[GOAL OF THE EXERCISE]
Output all of the material once more, so that every line matches the original exactly.

*** DATA TO PROCESS ***

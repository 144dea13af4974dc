//! Strict-mode isolation tests
//!
//! Run scripts with namespace isolation required and check what the script
//! can see and modify on the host. Skipped where unprivileged user
//! namespaces are unavailable.

use scriptbox::config::loader::{AnalyzerConfig, IsolationMode};
use scriptbox::store::MemoryStore;
use scriptbox::{ExitStatus, FileKind, Orchestrator, ScriptUpload};
use std::io;
use std::os::unix::process::CommandExt;
use std::path::{Path, PathBuf};
use std::process::Command;
use std::sync::Arc;

/// Whether this host lets an unprivileged child own a mount namespace
fn user_namespaces_work() -> bool {
    let mut command = Command::new("/bin/true");
    unsafe {
        command.pre_exec(|| {
            if libc::unshare(libc::CLONE_NEWUSER | libc::CLONE_NEWNS) != 0 {
                return Err(io::Error::last_os_error());
            }
            let root = b"/\0";
            let rc = libc::mount(
                std::ptr::null(),
                root.as_ptr().cast(),
                std::ptr::null(),
                libc::MS_REC | libc::MS_PRIVATE,
                std::ptr::null(),
            );
            if rc != 0 {
                return Err(io::Error::last_os_error());
            }
            Ok(())
        });
    }
    matches!(command.status(), Ok(status) if status.success())
}

fn python3() -> Option<PathBuf> {
    let path = std::env::var_os("PATH")?;
    let masks = AnalyzerConfig::default().masked_paths;
    std::env::split_paths(&path)
        .map(|dir| dir.join("python3"))
        .filter(|candidate| !masks.iter().any(|mask| candidate.starts_with(mask)))
        .find(|candidate| candidate.is_file())
}

fn strict_config(workspace_root: &Path, python: &Path) -> AnalyzerConfig {
    AnalyzerConfig {
        workspace_root: workspace_root.to_path_buf(),
        python_interpreter: python.to_path_buf(),
        sql_runner: Some(PathBuf::from(env!("CARGO_BIN_EXE_scriptbox-sql"))),
        isolation: IsolationMode::Strict,
        max_wall_time_ms: 10_000,
        sandbox_acquire_timeout_ms: 10_000,
        retry_backoff_ms: 10,
        ..AnalyzerConfig::default()
    }
}

fn orchestrator(config: AnalyzerConfig) -> Orchestrator {
    Orchestrator::from_config(config, Arc::new(MemoryStore::new())).unwrap()
}

macro_rules! require_user_namespaces {
    () => {
        if !user_namespaces_work() {
            eprintln!("skipping: unprivileged user namespaces unavailable");
            return;
        }
    };
}

#[test]
fn host_temp_files_and_shared_memory_are_out_of_reach() {
    require_user_namespaces!();
    let Some(python) = python3() else {
        eprintln!("skipping: no python3 outside the masked directories");
        return;
    };

    // Both live under the host /tmp, which also holds the workspace root
    let secrets = tempfile::Builder::new().tempdir_in("/tmp").unwrap();
    let secret = secrets.path().join("secret.txt");
    std::fs::write(&secret, b"host secret").unwrap();
    let root = tempfile::Builder::new().tempdir_in("/tmp").unwrap();
    std::fs::create_dir(root.path().join("run-other")).unwrap();
    let planted = secrets.path().join("planted.txt");
    let shm = PathBuf::from(format!("/dev/shm/scriptbox-escape-{}", std::process::id()));

    let source = format!(
        r#"import os

def attempt(action):
    try:
        action()
        return 'ok'
    except OSError:
        return 'denied'

def write(path):
    with open(path, 'w') as f:
        f.write('x')

results = [
    attempt(lambda: open({secret:?}).read()),
    attempt(lambda: write({planted:?})),
    attempt(lambda: write({shm:?})),
    attempt(lambda: write('own.txt')),
    str(len(os.listdir('..'))),
]
os.write(2, ','.join(results).encode())
"#,
        secret = secret.display().to_string(),
        planted = planted.display().to_string(),
        shm = shm.display().to_string(),
    );

    let orch = orchestrator(strict_config(root.path(), &python));
    let upload = ScriptUpload::new("alice", "escape.py", FileKind::Python, source.into_bytes());
    let record = orch.analyze_upload(&upload).unwrap();
    let telemetry = record.telemetry();

    let shm_written = shm.exists();
    let _ = std::fs::remove_file(&shm);
    assert!(!shm_written, "script wrote {}", shm.display());
    assert!(!planted.exists());
    assert_eq!(telemetry.exit_status, ExitStatus::Success, "{}", telemetry.stderr_tail);
    assert_eq!(telemetry.stderr_tail.trim(), "denied,denied,denied,ok,1");

    let isolation = &telemetry.isolation;
    assert!(isolation.missing_controls.is_empty(), "{:?}", isolation);
    for control in ["mount_namespace", "masked_paths", "read_only_mounts"] {
        assert!(
            isolation.applied_controls.iter().any(|c| c == control),
            "{} not applied: {:?}",
            control,
            isolation
        );
    }
    let leftovers: Vec<_> = std::fs::read_dir(root.path())
        .unwrap()
        .map(|entry| entry.unwrap().file_name())
        .collect();
    assert_eq!(leftovers, vec![std::ffi::OsString::from("run-other")]);
}

#[test]
fn sql_runner_behind_a_mask_still_starts() {
    require_user_namespaces!();
    let root = tempfile::Builder::new().tempdir_in("/tmp").unwrap();
    let orch = orchestrator(strict_config(root.path(), Path::new("/usr/bin/python3")));

    let upload = ScriptUpload::new(
        "alice",
        "ok.sql",
        FileKind::Sql,
        b"CREATE TABLE t(x); INSERT INTO t VALUES (1); SELECT x FROM t;".to_vec(),
    );
    let record = orch.analyze_upload(&upload).unwrap();
    let telemetry = record.telemetry();
    assert_eq!(telemetry.exit_status, ExitStatus::Success, "{}", telemetry.stderr_tail);
    assert!(telemetry.isolation.missing_controls.is_empty());
}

*** End of DATA TO PROCESS ***

[ANSWER TO THIS PROBLEM]
repository 144dea13af4974dc
//! Strict-mode isolation tests
//!
//! Run scripts with namespace isolation required and check what the script
//! can see and modify on the host. Skipped where unprivileged user
//! namespaces are unavailable.

use scriptbox::config::loader::{AnalyzerConfig, IsolationMode};
use scriptbox::store::MemoryStore;
use scriptbox::{ExitStatus, FileKind, Orchestrator, ScriptUpload};
use std::io;
use std::os::unix::process::CommandExt;
use std::path::{Path, PathBuf};
use std::process::Command;
use std::sync::Arc;

/// Whether this host lets an unprivileged child own a mount namespace
fn user_namespaces_work() -> bool {
    let mut command = Command::new("/bin/true");
    unsafe {
        command.pre_exec(|| {
            if libc::unshare(libc::CLONE_NEWUSER | libc::CLONE_NEWNS) != 0 {
                return Err(io::Error::last_os_error());
            }
            let root = b"/\0";
            let rc = libc::mount(
                std::ptr::null(),
                root.as_ptr().cast(),
                std::ptr::null(),
                libc::MS_REC | libc::MS_PRIVATE,
                std::ptr::null(),
            );
            if rc != 0 {
                return Err(io::Error::last_os_error());
            }
            Ok(())
        });
    }
    matches!(command.status(), Ok(status) if status.success())
}

fn python3() -> Option<PathBuf> {
    let path = std::env::var_os("PATH")?;
    let masks = AnalyzerConfig::default().masked_paths;
    std::env::split_paths(&path)
        .map(|dir| dir.join("python3"))
        .filter(|candidate| !masks.iter().any(|mask| candidate.starts_with(mask)))
        .find(|candidate| candidate.is_file())
}

fn strict_config(workspace_root: &Path, python: &Path) -> AnalyzerConfig {
    AnalyzerConfig {
        workspace_root: workspace_root.to_path_buf(),
        python_interpreter: python.to_path_buf(),
        sql_runner: Some(PathBuf::from(env!("CARGO_BIN_EXE_scriptbox-sql"))),
        isolation: IsolationMode::Strict,
        max_wall_time_ms: 10_000,
        sandbox_acquire_timeout_ms: 10_000,
        retry_backoff_ms: 10,
        ..AnalyzerConfig::default()
    }
}

fn orchestrator(config: AnalyzerConfig) -> Orchestrator {
    Orchestrator::from_config(config, Arc::new(MemoryStore::new())).unwrap()
}

macro_rules! require_user_namespaces {
    () => {
        if !user_namespaces_work() {
            eprintln!("skipping: unprivileged user namespaces unavailable");
            return;
        }
    };
}

#[test]
fn host_temp_files_and_shared_memory_are_out_of_reach() {
    require_user_namespaces!();
    let Some(python) = python3() else {
        eprintln!("skipping: no python3 outside the masked directories");
        return;
    };

    // Both live under the host /tmp, which also holds the workspace root
    let secrets = tempfile::Builder::new().tempdir_in("/tmp").unwrap();
    let secret = secrets.path().join("secret.txt");
    std::fs::write(&secret, b"host secret").unwrap();
    let root = tempfile::Builder::new().tempdir_in("/tmp").unwrap();
    std::fs::create_dir(root.path().join("run-other")).unwrap();
    let planted = secrets.path().join("planted.txt");
    let shm = PathBuf::from(format!("/dev/shm/scriptbox-escape-{}", std::process::id()));

    let source = format!(
        r#"import os

def attempt(action):
    try:
        action()
        return 'ok'
    except OSError:
        return 'denied'

def write(path):
    with open(path, 'w') as f:
        f.write('x')

results = [
    attempt(lambda: open({secret:?}).read()),
    attempt(lambda: write({planted:?})),
    attempt(lambda: write({shm:?})),
    attempt(lambda: write('own.txt')),
    str(len(os.listdir('..'))),
]
os.write(2, ','.join(results).encode())
"#,
        secret = secret.display().to_string(),
        planted = planted.display().to_string(),
        shm = shm.display().to_string(),
    );

    let orch = orchestrator(strict_config(root.path(), &python));
    let upload = ScriptUpload::new("alice", "escape.py", FileKind::Python, source.into_bytes());
    let record = orch.analyze_upload(&upload).unwrap();
    let telemetry = record.telemetry();

    let shm_written = shm.exists();
    let _ = std::fs::remove_file(&shm);
    assert!(!shm_written, "script wrote {}", shm.display());
    assert!(!planted.exists());
    assert_eq!(telemetry.exit_status, ExitStatus::Success, "{}", telemetry.stderr_tail);
    assert_eq!(telemetry.stderr_tail.trim(), "denied,denied,denied,ok,1");

    let isolation = &telemetry.isolation;
    assert!(isolation.missing_controls.is_empty(), "{:?}", isolation);
    for control in ["mount_namespace", "masked_paths", "read_only_mounts"] {
        assert!(
            isolation.applied_controls.iter().any(|c| c == control),
            "{} not applied: {:?}",
            control,
            isolation
        );
    }
    let leftovers: Vec<_> = std::fs::read_dir(root.path())
        .unwrap()
        .map(|entry| entry.unwrap().file_name())
        .collect();
    assert_eq!(leftovers, vec![std::ffi::OsString::from("run-other")]);
}

#[test]
fn sql_runner_behind_a_mask_still_starts() {
    require_user_namespaces!();
    let root = tempfile::Builder::new().tempdir_in("/tmp").unwrap();
    let orch = orchestrator(strict_config(root.path(), Path::new("/usr/bin/python3")));

    let upload = ScriptUpload::new(
        "alice",
        "ok.sql",
        FileKind::Sql,
        b"CREATE TABLE t(x); INSERT INTO t VALUES (1); SELECT x FROM t;".to_vec(),
    );
    let record = orch.analyze_upload(&upload).unwrap();
    let telemetry = record.telemetry();
    assert_eq!(telemetry.exit_status, ExitStatus::Success, "{}", telemetry.stderr_tail);
    assert!(telemetry.isolation.missing_controls.is_empty());
}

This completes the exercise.